Faculty Journal Articles and Book Chapters

Abstract

This Article focuses upon two basic but under-explored questions: when does, and when should, the state use the criminal justice apparatus to burden individuals on account of their familial status? We address the first question in Part I by revealing a variety of laws permeating the criminal justice system that together form a string of family ties burdens, laws that impose punishment upon individuals on account of their familial status. The seven burdens we train our attention upon are omissions liability for failure to rescue, parental responsibility laws, incest, bigamy, adultery, nonpayment of child support, and nonpayment of parental support.

Part II develops a framework for the normative assessment of these family ties burdens. We first ask how these laws can properly be understood to be burdens.
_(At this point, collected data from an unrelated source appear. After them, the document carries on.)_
//! Performance metrics and terminal reports.

use crate::data::{mean, sample_std};
use crate::engine::{AugmentedSeries, CumulativeCurves};
use crate::error::{BacktestError, Result};
use crate::types::{TradeEvent, TradeType};
use chrono::NaiveDate;
use colored::Colorize;
use serde::{Deserialize, Serialize};
use tabled::{builder::Builder, settings::Style};

/// Trading days per year used for annualisation.
pub const TRADING_DAYS_PER_YEAR: f64 = 252.0;

/// Fixed-schema metrics for one ticker. Floats are rounded to two decimals;
/// NaN marks an undefined ratio.
#[derive(Debug, Clone, PartialEq, Serialize, Deserialize)]
pub struct MetricsRecord {
    #[serde(rename = "Total Return (%)")]
    pub total_return_pct: f64,
    #[serde(rename = "CAGR (%)")]
    pub cagr_pct: f64,
    #[serde(rename = "Sharpe Ratio")]
    pub sharpe_ratio: f64,
    #[serde(rename = "Calmar Ratio")]
    pub calmar_ratio: f64,
    #[serde(rename = "Volatility (%)")]
    pub volatility_pct: f64,
    #[serde(rename = "Max Drawdown (%)")]
    pub max_drawdown_pct: f64,
    #[serde(rename = "Trade Count")]
    pub trade_count: usize,
    #[serde(rename = "Win Rate (%)")]
    pub win_rate_pct: f64,
    #[serde(rename = "Max Consecutive Losses")]
    pub max_consecutive_losses: usize,
    #[serde(rename = "Ticker")]
    pub ticker: String,
}

impl MetricsRecord {
    /// Column headers in output order.
    pub const COLUMNS: [&'static str; 10] = [
        "Total Return (%)",
        "CAGR (%)",
        "Sharpe Ratio",
        "Calmar Ratio",
        "Volatility (%)",
        "Max Drawdown (%)",
        "Trade Count",
        "Win Rate (%)",
        "Max Consecutive Losses",
        "Ticker",
    ];

    pub fn with_ticker(mut self, ticker: impl Into<String>) -> Self {
        self.ticker = ticker.into();
        self
    }

    /// Values in [`Self::COLUMNS`] order, with `nan` written via `fmt_nan`.
    pub fn values(&self, fmt_nan: &str) -> Vec<String> {
        let f = |v: f64| {
            if v.is_nan() {
                fmt_nan.to_string()
            } else {
                format_float(v)
            }
        };
        vec![
            f(self.total_return_pct),
            f(self.cagr_pct),
            f(self.sharpe_ratio),
            f(self.calmar_ratio),
            f(self.volatility_pct),
            f(self.max_drawdown_pct),
            self.trade_count.to_string(),
            f(self.win_rate_pct),
            self.max_consecutive_losses.to_string(),
            self.ticker.clone(),
        ]
    }
}

/// Decimal text for a float that keeps a fractional part on whole numbers
/// (`50.0`, not `50`).
pub fn format_float(value: f64) -> String {
    let text = value.to_string();
    if value.is_finite() && !text.contains('.') {
        format!("{}.0", text)
    } else {
        text
    }
}

/// Round half-to-even at two decimals. NaN and infinities pass through.
pub fn round2(value: f64) -> f64 {
    if !value.is_finite() {
        return value;
    }
    (value * 100.0).round_ties_even() / 100.0
}

/// Annualised Sharpe ratio (no risk-free rate); NaN when the sample stdev is
/// zero or undefined.
pub fn sharpe_ratio(returns: &[f64]) -> f64 {
    let std = sample_std(returns);
    if std == 0.0 || std.is_nan() {
        return f64::NAN;
    }
    TRADING_DAYS_PER_YEAR.sqrt() * mean(returns) / std
}

/// Annualised volatility as a fraction; NaN when the sample stdev is zero.
pub fn annualized_volatility(returns: &[f64]) -> f64 {
    let std = sample_std(returns);
    if std == 0.0 {
        return f64::NAN;
    }
    std * TRADING_DAYS_PER_YEAR.sqrt()
}

/// Largest drop of the running sum of returns below its running maximum.
///
/// This works on summed (not compounded) returns; the running maximum starts
/// at the first cumulative value, not at zero.
pub fn max_drawdown(returns: &[f64]) -> f64 {
    let mut cumsum = 0.0;
    let mut peak = f64::NEG_INFINITY;
    let mut worst = 0.0_f64;
    for r in returns {
        cumsum += r;
        peak = peak.max(cumsum);
        worst = worst.max(peak - cumsum);
    }
    worst
}

/// Compound annual growth rate from a final growth factor over `days`
/// calendar days; NaN when `days` is zero.
pub fn cagr(final_value: f64, days: i64) -> f64 {
    if days == 0 {
        return f64::NAN;
    }
    final_value.powf(365.0 / days as f64) - 1.0
}

/// Longest run of strictly negative trade returns.
pub fn max_consecutive_losses(events: &[TradeEvent]) -> usize {
    let mut streak = 0;
    let mut longest = 0;
    for e in events {
        if e.strategy_return < 0.0 {
            streak += 1;
            longest = longest.max(streak);
        } else {
            streak = 0;
        }
    }
    longest
}

/// Compute the metrics record for one backtest. `start` and `end` are the
/// requested dates, which define the CAGR period.
pub fn compute(
    series: &AugmentedSeries,
    curves: &CumulativeCurves,
    start: NaiveDate,
    end: NaiveDate,
) -> Result<MetricsRecord> {
    if series.is_empty() || curves.is_empty() {
        return Err(BacktestError::InsufficientData(
            "no returns to compute metrics from".to_string(),
        ));
    }

    let returns = series.strategy_returns();
    let final_value = curves.final_strategy();

    let drawdown = max_drawdown(&returns);
    let growth = cagr(final_value, (end - start).num_days());
    let calmar = if drawdown != 0.0 {
        growth / drawdown
    } else {
        f64::NAN
    };

    let events = series.trade_events();
    let trade_count = events.len();
    let wins = events.iter().filter(|e| e.strategy_return > 0.0).count();
    let win_rate = if trade_count > 0 {
        wins as f64 / trade_count as f64
    } else {
        0.0
    };

    Ok(MetricsRecord {
        total_return_pct: round2((final_value - 1.0) * 100.0),
        cagr_pct: round2(growth * 100.0),
        sharpe_ratio: round2(sharpe_ratio(&returns)),
        calmar_ratio: round2(calmar),
        volatility_pct: round2(annualized_volatility(&returns) * 100.0),
        max_drawdown_pct: round2(drawdown * 100.0),
        trade_count,
        win_rate_pct: round2(win_rate * 100.0),
        max_consecutive_losses: max_consecutive_losses(&events),
        ticker: String::new(),
    })
}

/// Terminal output of backtest results.
pub struct ResultFormatter;
//! # quant-backtester
//!
//! A single-asset signal backtester. Each strategy turns a daily close series
//! into a long/short/flat signal; the engine applies yesterday's signal to
//! today's market return and scores the result.
//!
//! ## Quick Start
//!
//! ```ignore
//! use quant_backtester::data::CsvDirectorySource;
//! use quant_backtester::pipeline::{run_batch, RunRequest};
//! use quant_backtester::strategy::StrategyKind;
//! use chrono::NaiveDate;
//!
//! let source = CsvDirectorySource::new("data");
//! let request = RunRequest::new(
//!     vec!["AAPL".to_string(), "MSFT".to_string()],
//!     StrategyKind::Sma,
//!     NaiveDate::from_ymd_opt(2020, 1, 1).unwrap(),
//!     NaiveDate::from_ymd_opt(2024, 1, 1).unwrap(),
//! );
//!
//! let report = run_batch(&source, &request)?;
//! for result in &report.results {
//!     println!("{}: {:.2}%", result.ticker, result.metrics.total_return_pct);
//! }
//! ```
//!
//! ## Strategies
//!
//! - SMA crossover (short/long moving averages, default 50/200)
//! - RSI thresholds (period 14, bands 30/70)
//! - MACD line vs signal line (12/26/9)
//! - Random forest on five price features (in-sample, see [`strategies::RandomForestSignals`])
//!
//! ## Metrics
//!
//! Total return, CAGR, Sharpe, Calmar, volatility, max drawdown, trade count,
//! win rate and longest losing streak, all rounded to two decimals.
//!
//! # Modules
//!
//! - [`types`]: Bars, signals and trade events
//! - [`frame`]: Immutable per-ticker table handed between stages
//! - [`data`]: CSV loading, price providers and indicator series
//! - [`strategy`]: Signal generator trait and strategy registry
//! - [`strategies`]: Built-in signal generators
//! - [`ml`]: Standard scaler, decision tree and random forest
//! - [`engine`]: Lagged strategy returns and cumulative curves
//! - [`analytics`]: Performance metrics and terminal reporting
//! - [`viz`]: Sparklines and PNG signal charts
//! - [`export`]: Trade logs, metrics CSV/JSON and chart files
//! - [`pipeline`]: Per-ticker pipeline and batch runner
//! - [`config`]: TOML run configuration

pub mod analytics;
pub mod config;
pub mod data;
pub mod engine;
pub mod error;
pub mod export;
pub mod frame;
pub mod ml;
pub mod pipeline;
pub mod strategies;
pub mod strategy;
pub mod types;
pub mod viz;

// Re-exports for convenience
pub use analytics::{MetricsRecord, ResultFormatter, TradeReport};
pub use config::{load_config, RunFileConfig};
pub use data::{CsvDirectorySource, DataConfig, InMemorySource, PriceSource};
pub use engine::{AugmentedSeries, CumulativeCurves};
pub use error::{BacktestError, Result};
pub use frame::SignalFrame;
pub use pipeline::{run_batch, run_ticker, BatchReport, OutputOptions, RunRequest, TickerResult};
pub use strategy::{SignalGenerator, StrategyKind, StrategyParams};
pub use types::{Bar, Signal, TradeEvent, TradeType};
We then look at these sites synthetically and contextually to uncover a pattern underlying most of these family ties burdens; namely, they tend to promote voluntary caregiving relationships. We endeavor to explain why this rationale is instructive and normatively attractive for the design of family ties burdens within a criminal justice system committed to what we call liberal minimalism. We conclude Part II by articulating the contours and basis of a critical scrutiny that should attach to family ties burdens in the criminal justice system.

Finally, in Part III, we apply our proposed framework to see under which conditions these burdens should be rejected, retained, or redrafted in terms that are neutral to family status but are still capable of promoting and vindicating voluntary caregiving relationships.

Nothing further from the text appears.